In the data below, find every line with the word "EnvelopeAction" and copy it.

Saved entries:
■ ■ ■ ■ ■
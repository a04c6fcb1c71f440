// SPDX-License-Identifier: BUSL-1.1
// Copyright (c) 2026 Alfred Jean LLC

//! Settling an envelope after something happened to it
//!
//! Workflow triggers, recipient activation, routing-order completion and
//! envelope completion feed into each other. `settle` runs them to a fixpoint
//! over an in-memory copy so the caller commits the result as one batch.

use chrono::{DateTime, Utc};
use seal_core::{
    Clock, Envelope, EnvelopeAction, EnvelopeStatus, Event, EventKind, Recipient, RecipientId,
    RecipientStatus, Router, RoutingOutcome, Trigger, Workflow, WorkflowError,
};
use std::collections::VecDeque;

/// Working copy of one envelope's records
#[derive(Debug, Clone)]
pub(crate) struct Progress {
    pub envelope: Envelope,
    pub recipients: Vec<Recipient>,
    pub workflow: Workflow,
    pub events: Vec<Event>,
}

impl Progress {
    pub fn new(envelope: Envelope, recipients: Vec<Recipient>, workflow: Workflow) -> Self {
        Self {
            envelope,
            recipients,
            workflow,
            events: Vec::new(),
        }
    }

    pub fn recipient(&self, id: &RecipientId) -> Result<&Recipient, WorkflowError> {
        self.recipients
            .iter()
            .find(|r| &r.id == id)
            .ok_or_else(|| WorkflowError::not_found("recipient", id))
    }

    pub fn replace_recipient(&mut self, recipient: Recipient) {
        if let Some(slot) = self.recipients.iter_mut().find(|r| r.id == recipient.id) {
            *slot = recipient;
        }
    }

    pub fn router(&self) -> Router<'_> {
        Router::new(&self.recipients, self.envelope.settings.sequential_signing)
            .with_held_orders(self.workflow.held_orders())
    }

    /// Apply an envelope transition, keeping its events
    pub fn apply(&mut self, action: EnvelopeAction, clock: &impl Clock) -> Result<(), WorkflowError> {
        let transition = self.envelope.transition(action, &self.recipients, clock)?;
        self.envelope = transition.envelope;
        self.events.extend(transition.events);
        Ok(())
    }

    pub fn emit(&mut self, kind: EventKind, at: DateTime<Utc>) {
        let event = self.envelope.event(kind, at);
        self.events.push(event);
    }

    /// Stop every pending recipient; used once the envelope is terminal
    pub fn freeze_pending(&mut self) {
        self.recipients = self.recipients.iter().map(Recipient::freeze).collect();
    }

    fn feed(&mut self, trigger: Trigger, now: DateTime<Utc>) {
        let (workflow, kinds) = self.workflow.on_trigger(trigger, now);
        self.workflow = workflow;
        for kind in kinds {
            self.emit(kind, now);
        }
    }

    /// Advance delayed workflow steps
    pub fn tick(&mut self, now: DateTime<Utc>) {
        let (workflow, kinds) = self.workflow.tick(now);
        self.workflow = workflow;
        for kind in kinds {
            self.emit(kind, now);
        }
    }

    /// Run triggers, activation and completion until nothing changes
    pub fn settle(&mut self, triggers: Vec<Trigger>, clock: &impl Clock) -> Result<(), WorkflowError> {
        let now = clock.now();
        let mut queue: VecDeque<Trigger> = triggers.into();

        loop {
            while let Some(trigger) = queue.pop_front() {
                self.feed(trigger, now);
            }
            if !self.envelope.status.is_in_flight() {
                break;
            }

            let mut activated = false;
            let ready: Vec<RecipientId> = self
                .router()
                .to_activate()
                .into_iter()
                .map(|r| r.id.clone())
                .collect();
            for id in ready {
                let next = self.recipient(&id)?.activate(clock)?;
                self.replace_recipient(next);
                self.emit(EventKind::RecipientSent { recipient_id: id }, now);
                activated = true;
            }
            self.sign_when_due(clock)?;

            let finished: Vec<u32> = {
                let router = self.router();
                router
                    .groups()
                    .iter()
                    .filter(|g| g.actionable().next().is_some() && g.is_finished())
                    .map(|g| g.order)
                    .filter(|order| {
                        !self
                            .workflow
                            .has_seen(&Trigger::RoutingOrderCompleted(*order))
                    })
                    .collect()
            };
            queue.extend(finished.into_iter().map(Trigger::RoutingOrderCompleted));

            let outcome = self.router().outcome();
            let cursor = self.router().current_order();
            if self.workflow.current_routing_order != cursor {
                self.workflow = self.workflow.with_routing_order(cursor);
            }

            if outcome == RoutingOutcome::Finished && queue.is_empty() {
                self.finish(clock)?;
                break;
            }
            if queue.is_empty() && !activated {
                break;
            }
        }
        Ok(())
    }

    fn finish(&mut self, clock: &impl Clock) -> Result<(), WorkflowError> {
        // Activate anyone left (late carbon copies) before closing out
        let late: Vec<RecipientId> = self
            .router()
            .to_activate()
            .into_iter()
            .map(|r| r.id.clone())
            .collect();
        for id in late {
            let next = self.recipient(&id)?.activate(clock)?;
            self.replace_recipient(next);
            self.emit(EventKind::RecipientSent { recipient_id: id }, clock.now());
        }

        self.sign_when_due(clock)?;
        self.apply(EnvelopeAction::Complete, clock)?;
        tracing::info!(envelope_id = %self.envelope.id, "envelope completed");
        Ok(())
    }

    /// Mark the envelope signed once every mandatory signer has signed, even
    /// while approvers or carbon copies are still to come
    fn sign_when_due(&mut self, clock: &impl Clock) -> Result<(), WorkflowError> {
        if !matches!(
            self.envelope.status,
            EnvelopeStatus::Sent | EnvelopeStatus::Delivered
        ) {
            return Ok(());
        }
        let (signers, signed) = self
            .recipients
            .iter()
            .filter(|r| r.kind.signs() && !r.optional)
            .fold((0, 0), |(total, done), r| {
                (total + 1, done + usize::from(r.status == RecipientStatus::Signed))
            });
        if signers == 0 || signed < signers {
            return Ok(());
        }
        self.apply(EnvelopeAction::Sign, clock)?;
        tracing::info!(envelope_id = %self.envelope.id, signers, "envelope signed");
        Ok(())
    }
}

#[cfg(test)]
#[path = "progress_tests.rs"]
mod tests;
■ ■ ■ ■ ■
TASK OUTPUT:
    Clock, Envelope, EnvelopeAction, EnvelopeStatus, Event, EventKind, Recipient, RecipientId,
    pub fn apply(&mut self, action: EnvelopeAction, clock: &impl Clock) -> Result<(), WorkflowError> {
        self.apply(EnvelopeAction::Complete, clock)?;
        self.apply(EnvelopeAction::Sign, clock)?;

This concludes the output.